Understanding Google My Business & Local Search
What does a link campaign look like for Local?
In my previous post about the sources and weightings of local information it was clear that reviews and web references played a key role in your Google Maps ranking and hopefully a business’s appearance in the top 3 One Box.
However if you execute the link command (link:www.anchorbar.com ) for the number 1 ranked restaurant, The Anchor Bar, in the search “Restaurant Buffalo NY” you will see “Results 1 – 10 of about 40 linking to anchorbar.com”. When you drill into the Google Map local detail for “web pages” for the Anchor Bar you see that Google finds 335 “web page” references. Clearly Google looks at “links” differently in local than in organic.
In fact one of the first things you notice is that your “links” don’t require a link at all just an actual street address and a business name that matches what Google thinks it should be. At this point in time Google obviously notes these references more liberally in Maps than on the organic side.
What types of sites and references should you be looking for?
First and foremost, your own. The first web page always listed by Google Maps is the business’s own. This assumes of course that the site has the address obviously visible to Google (i.e. plain text) in a format that Google understands and it is clearly associated with the domain and/or business name that Google associates with the business.
The next type of references are those that are providing reviews that have summary pages for businesses in your category that include the address. I.E. The restaurant listings for Buffalo page in the Superpages directory or the review page from CitySearch.

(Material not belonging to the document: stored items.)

//! Per-instance sandbox lifecycle.
//!
//! ```text
//! NotStarted --start()--> Running --stop()--> Stopped
//!      |                                         ^
//!      +------------------stop()-----------------+
//! ```
//!
//! A sandbox is never reused once stopped. A command that times out destroys
//! the container, which also moves the sandbox to `Stopped`.

use std::collections::BTreeMap;
use std::fmt;
use std::panic::AssertUnwindSafe;
use std::path::{Component, Path};
use std::sync::Arc;
use std::time::Duration;

use futures::FutureExt;
use tracing::{debug, info, warn};
use uuid::Uuid;

use crate::archive::{SandboxFile, create_archive, extract_file};
use crate::config::{Profile, SandboxConfig};
use crate::daemon::{ContainerHandle, DaemonService, ExecutionResult};
use crate::error::{Result, SandboxError};

/// Lifecycle state of a [`Sandbox`].
#[derive(Debug, Clone, Copy, PartialEq, Eq)]
pub enum SandboxState {
    NotStarted,
    Running,
    Stopped,
}

impl fmt::Display for SandboxState {
    fn fmt(&self, f: &mut fmt::Formatter<'_>) -> fmt::Result {
        match self {
            Self::NotStarted => write!(f, "not started"),
            Self::Running => write!(f, "running"),
            Self::Stopped => write!(f, "stopped"),
        }
    }
}

/// Per-call options for [`Sandbox::exec`].
#[derive(Debug, Clone, Default)]
pub struct ExecOptions {
    pub stdin: Option<Vec<u8>>,
    /// Overrides the profile's wall-clock limit and the configured default.
    pub timeout: Option<Duration>,
    pub env: BTreeMap<String, String>,
}

impl ExecOptions {
    pub fn new() -> Self {
        Self::default()
    }

    pub fn stdin(mut self, stdin: impl Into<Vec<u8>>) -> Self {
        self.stdin = Some(stdin.into());
        self
    }

    pub fn timeout(mut self, timeout: Duration) -> Self {
        self.timeout = Some(timeout);
        self
    }

    pub fn env(mut self, key: impl Into<String>, value: impl Into<String>) -> Self {
        self.env.insert(key.into(), value.into());
        self
    }
}

/// One isolated container bound to a profile.
pub struct Sandbox {
    id: Uuid,
    name: String,
    profile: Arc<Profile>,
    daemon: Arc<DaemonService>,
    workdir: String,
    default_timeout: Duration,
    state: SandboxState,
    container: Option<ContainerHandle>,
}

impl Sandbox {
    /// Create a sandbox that has not been started yet.
    pub fn new(profile: Arc<Profile>, daemon: Arc<DaemonService>, config: &SandboxConfig) -> Self {
        let id = Uuid::new_v4();
        Self {
            id,
            name: format!("{}{}", config.name_prefix, id),
            profile,
            daemon,
            workdir: config.workdir.clone(),
            default_timeout: config.default_timeout,
            state: SandboxState::NotStarted,
            container: None,
        }
    }

    pub fn id(&self) -> Uuid {
        self.id
    }

    /// Container name, unique per sandbox.
    pub fn name(&self) -> &str {
        &self.name
    }

    pub fn profile(&self) -> &Profile {
        &self.profile
    }

    pub fn state(&self) -> SandboxState {
        self.state
    }

    pub fn workdir(&self) -> &str {
        &self.workdir
    }

    /// Handle of the live container, if running.
    pub fn container(&self) -> Option<&ContainerHandle> {
        self.container.as_ref()
    }

    /// Create and start the sandbox container.
    pub async fn start(&mut self) -> Result<()> {
        if self.state != SandboxState::NotStarted {
            return Err(SandboxError::AlreadyStarted { state: self.state });
        }
        let handle = self
            .daemon
            .spawn_container(&self.name, &self.profile, &self.workdir)
            .await?;
        info!(sandbox = %self.name, profile = %self.profile.name, "Sandbox started");
        self.container = Some(handle);
        self.state = SandboxState::Running;
        Ok(())
    }

    fn running_handle(&self) -> Result<&ContainerHandle> {
        match (&self.state, &self.container) {
            (SandboxState::Running, Some(handle)) => Ok(handle),
            _ => Err(SandboxError::NotRunning { state: self.state }),
        }
    }

    /// Write files into the working directory in one archive transfer.
    pub async fn write_files(&self, files: &[SandboxFile]) -> Result<()> {
        let handle = self.running_handle()?;
        let names: Vec<&str> = files.iter().map(|f| f.name.as_str()).collect();
        let archive = create_archive(files)?;
        self.daemon.copy_to(handle, &self.workdir, archive).await?;
        debug!(sandbox = %self.name, files = ?names, "Wrote files to working directory");
        Ok(())
    }

    /// Run `command` through `/bin/sh -c`.
    ///
    /// The timeout is taken from `options`, then the profile's wall-clock
    /// limit, then the configured default.
    pub async fn exec(&mut self, command: &str, options: ExecOptions) -> Result<ExecutionResult> {
        let handle = self.running_handle()?.clone();
        let timeout = options
            .timeout
            .or(self.profile.limits.resolve().wall_clock)
            .unwrap_or(self.default_timeout);
        let cmd = vec!["/bin/sh".to_string(), "-c".to_string(), command.to_string()];

        let result = self
            .daemon
            .exec_command(&handle, cmd, options.stdin.as_deref(), timeout, &options.env)
            .await?;

        if result.timed_out {
            // The container was destroyed with the timed-out process.
            self.container = None;
            self.state = SandboxState::Stopped;
        }
        Ok(result)
    }

    /// Read one file, relative to the working directory.
    pub async fn read_file(&self, relative_path: &str) -> Result<Vec<u8>> {
        let handle = self.running_handle()?;
        let root = Path::new(&self.workdir)
            .file_name()
            .map(|n| n.to_string_lossy().into_owned())
            .unwrap_or_default();
        let Some(entry) = archive_entry_name(&root, relative_path) else {
            return Err(SandboxError::FileNotFoundInArchive {
                path: relative_path.to_string(),
            });
        };

        let archive = self.daemon.copy_from(handle, &self.workdir).await?;
        extract_file(&archive, &entry).map_err(|e| match e {
            SandboxError::FileNotFoundInArchive { .. } => SandboxError::FileNotFoundInArchive {
                path: relative_path.to_string(),
            },
            other => other,
        })
    }

    /// Remove the container. Idempotent and infallible.
    pub async fn stop(&mut self) {
        if self.state == SandboxState::Stopped {
            return;
        }
        if let Some(handle) = self.container.take() {
            self.daemon.remove_container(&handle).await;
            info!(sandbox = %self.name, "Sandbox stopped");
        }
        self.state = SandboxState::Stopped;
    }

    /// Start the sandbox, run `body`, then stop it on every exit path,
    /// including errors and panics inside `body`.
    pub async fn scoped<T, F>(&mut self, body: F) -> Result<T>
    where
        F: AsyncFnOnce(&mut Sandbox) -> Result<T>,
    {
        self.start().await?;
        let outcome = AssertUnwindSafe(body(&mut *self)).catch_unwind().await;
        self.stop().await;
        match outcome {
            Ok(result) => result,
            Err(panic) => std::panic::resume_unwind(panic),
        }
    }
}

impl fmt::Debug for Sandbox {
    fn fmt(&self, f: &mut fmt::Formatter<'_>) -> fmt::Result {
        f.debug_struct("Sandbox")
            .field("name", &self.name)
            .field("profile", &self.profile.name)
            .field("state", &self.state)
            .field("container", &self.container)
            .finish()
    }
}

impl Drop for Sandbox {
    fn drop(&mut self) {
        let Some(handle) = self.container.take() else {
            return;
        };
        match tokio::runtime::Handle::try_current() {
            Ok(runtime) => {
                warn!(sandbox = %self.name, "Sandbox dropped while running, removing container");
                let daemon = Arc::clone(&self.daemon);
                runtime.spawn(async move {
                    daemon.remove_container(&handle).await;
                });
            }
            Err(_) => {
                warn!(
                    sandbox = %self.name,
                    container = %handle.id,
                    "Sandbox dropped outside a runtime, container left behind"
                );
            }
        }
    }
}

/// Archive entry for `relative_path` inside a directory archive rooted at
/// `root`. `None` unless the path names something below the working directory.
fn archive_entry_name(root: &str, relative_path: &str) -> Option<String> {
    let mut parts = Vec::new();
    for component in Path::new(relative_path).components() {
        match component {
            Component::Normal(part) => parts.push(part.to_string_lossy().into_owned()),
            Component::CurDir => {}
            _ => return None,
        }
    }
    if parts.is_empty() {
        return None;
    }
    // The archive of a directory is rooted at the directory's own name.
    if !root.is_empty() {
        parts.insert(0, root.to_string());
    }
    Some(parts.join("/"))
}

#[cfg(test)]
mod tests {
    use async_trait::async_trait;

    use super::*;
    use crate::daemon::{
        AttachedExec, ContainerSpec, ContainerStatus, DaemonApi, ExecSpec, ExecStatus,
    };

    /// Daemon whose every call fails; state checks must reject calls first.
    struct Offline;

    fn offline<T>(operation: &'static str) -> Result<T> {
        Err(SandboxError::daemon(operation, "daemon offline"))
    }

    #[async_trait]
    impl DaemonApi for Offline {
        async fn ping(&self) -> Result<()> {
            offline("ping")
        }
        async fn image_exists(&self, _tag: &str) -> Result<bool> {
            offline("inspect_image")
        }
        async fn build_image(&self, _tag: &str, _context: Vec<u8>) -> Result<()> {
            offline("build_image")
        }
        async fn create_container(&self, _spec: &ContainerSpec) -> Result<String> {
            offline("create_container")
        }
        async fn start_container(&self, _id: &str) -> Result<()> {
            offline("start_container")
        }
        async fn inspect_container(&self, _id: &str) -> Result<ContainerStatus> {
            offline("inspect_container")
        }
        async fn kill_container(&self, _id: &str) -> Result<()> {
            offline("kill_container")
        }
        async fn remove_container(&self, _id: &str) -> Result<()> {
            offline("remove_container")
        }
        async fn create_exec(&self, _container_id: &str, _spec: &ExecSpec) -> Result<String> {
            offline("create_exec")
        }
        async fn start_exec(&self, _exec_id: &str) -> Result<AttachedExec> {
            offline("start_exec")
        }
        async fn inspect_exec(&self, _exec_id: &str) -> Result<ExecStatus> {
            offline("inspect_exec")
        }
        async fn put_archive(&self, _id: &str, _path: &str, _archive: Vec<u8>) -> Result<()> {
            offline("put_archive")
        }
        async fn get_archive(&self, _id: &str, _path: &str) -> Result<Vec<u8>> {
            offline("get_archive")
        }
    }

    fn sandbox() -> Sandbox {
        let daemon = Arc::new(DaemonService::new(Arc::new(Offline), Duration::from_secs(60)));
        let profile = Arc::new(Profile::new("py", "sandbox/py:latest", "python:3.12-slim"));
        Sandbox::new(profile, daemon, &SandboxConfig::default())
    }

    #[test]
    fn test_state_display() {
        assert_eq!(SandboxState::NotStarted.to_string(), "not started");
        assert_eq!(SandboxState::Running.to_string(), "running");
        assert_eq!(SandboxState::Stopped.to_string(), "stopped");
    }

    #[test]
    fn test_names_are_prefixed_and_unique() {
        let a = sandbox();
        let b = sandbox();
        assert!(a.name().starts_with("agentic-sandbox-"));
        assert!(a.name().ends_with(&a.id().to_string()));
        assert_ne!(a.name(), b.name());
        assert_eq!(a.state(), SandboxState::NotStarted);
        assert_eq!(a.workdir(), "/sandbox");
    }

    #[test]
    fn test_exec_options_builder() {
        let options = ExecOptions::new()
            .stdin("1 2 3")
            .timeout(Duration::from_secs(2))
            .env("LANG", "C.UTF-8");
        assert_eq!(options.stdin.as_deref(), Some(&b"1 2 3"[..]));
        assert_eq!(options.timeout, Some(Duration::from_secs(2)));
        assert_eq!(options.env.get("LANG").map(String::as_str), Some("C.UTF-8"));
    }

    #[test]
    fn test_archive_entry_name_normalizes_separators() {
        assert_eq!(archive_entry_name("sandbox", "a.txt").as_deref(), Some("sandbox/a.txt"));
        assert_eq!(archive_entry_name("sandbox", "a//b").as_deref(), Some("sandbox/a/b"));
        assert_eq!(archive_entry_name("sandbox", "./a/./b").as_deref(), Some("sandbox/a/b"));
        assert_eq!(archive_entry_name("", "a/b/").as_deref(), Some("a/b"));
    }

    #[test]
    fn test_archive_entry_name_rejects_paths_outside_workdir() {
        assert_eq!(archive_entry_name("sandbox", ""), None);
        assert_eq!(archive_entry_name("sandbox", "."), None);
        assert_eq!(archive_entry_name("sandbox", "../etc/passwd"), None);
        assert_eq!(archive_entry_name("sandbox", "/etc/passwd"), None);
        assert_eq!(archive_entry_name("sandbox", "a/../b"), None);
    }

    #[tokio::test]
    async fn test_operations_require_running() {
        let mut sandbox = sandbox();
        let err = sandbox.exec("true", ExecOptions::new()).await.unwrap_err();
        assert!(matches!(err, SandboxError::NotRunning { state: SandboxState::NotStarted }));

        let err = sandbox.write_files(&[SandboxFile::new("a.txt", "a")]).await.unwrap_err();
        assert!(matches!(err, SandboxError::NotRunning { .. }));

        let err = sandbox.read_file("a.txt").await.unwrap_err();
        assert!(matches!(err, SandboxError::NotRunning { .. }));
    }

    #[tokio::test]
    async fn test_ping_reports_unreachable_daemon() {
        let daemon = DaemonService::new(Arc::new(Offline), Duration::from_secs(60));
        let err = daemon.ping().await.unwrap_err();
        assert!(matches!(err, SandboxError::DaemonOperation { operation: "ping", .. }));
    }

    #[tokio::test]
    async fn test_failed_start_leaves_sandbox_startable() {
        let mut sandbox = sandbox();
        let err = sandbox.start().await.unwrap_err();
        assert!(matches!(err, SandboxError::DaemonOperation { operation: "create_container", .. }));
        assert_eq!(sandbox.state(), SandboxState::NotStarted);
        assert!(sandbox.container().is_none());
    }

    #[tokio::test]
    async fn test_stop_before_start_is_terminal() {
        let mut sandbox = sandbox();
        sandbox.stop().await;
        assert_eq!(sandbox.state(), SandboxState::Stopped);
        sandbox.stop().await;
        assert_eq!(sandbox.state(), SandboxState::Stopped);

        let err = sandbox.start().await.unwrap_err();
        assert!(matches!(err, SandboxError::AlreadyStarted { state: SandboxState::Stopped }));
    }

    #[tokio::test]
    async fn test_scoped_propagates_start_failure() {
        let mut sandbox = sandbox();
        let mut ran = false;
        let result = sandbox
            .scoped(async |_sb: &mut Sandbox| {
                ran = true;
                Ok(())
            })
            .await;
        assert!(result.is_err());
        assert!(!ran);
    }
}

The third type of pages that you will find is a page are pages from local websites that list all of the restaurants in your area. The type of page you would see on a University site for parents or the local tourism site that is clearly about your business category. Typically these pages are clearly about the restaurant business in the locale for example student.sdm.buffalo.edu/buffalo/dining.html or www.dyc.edu/welcome/to_buffalo/restaurants.asp. Again a link to your site isn’t required, but the street address and business name are so that Google may successfully associate the listing with with your business. Bill Slawski has a great patent summary about how Google does this.
Lastly, it appears that Google Coupons also provide a “web page” reference that adds authority to your link. There were none in Buffalo because none of the restaurants had yet created a coupon but I have seen them on other searches. It’s a freebie, clearly improves your ranking and while I doubt that you see many redeemed (see Greg Sterlings tale) they will do little harm if you create your coupon judiciously. If it is ever redeemed you will know that either Google Maps is finally more than 1% of all Google Traffic or Google has started promoting them…both seem a ways off.
Several notes: Even minor differences in the business title will cause Google not to use it. And Google sometimes just gets it plain wrong (see my post on just how wrong Google can get this)
Of all the links this was my favorite (a blog): LORD of the WINGS (or how I learned to stop worrying and love the suicide (And I thought that I blogged in a niche :))
Given Google’s history and technology development and discrepancies in ranking results there is every reason to think that there is a Maps equivalent of Page Rank. At this point thought Google Maps seems to be recognizing all of these web pages as relevant. I assume that at some point they will “normalize” their results and drop the less significant pages.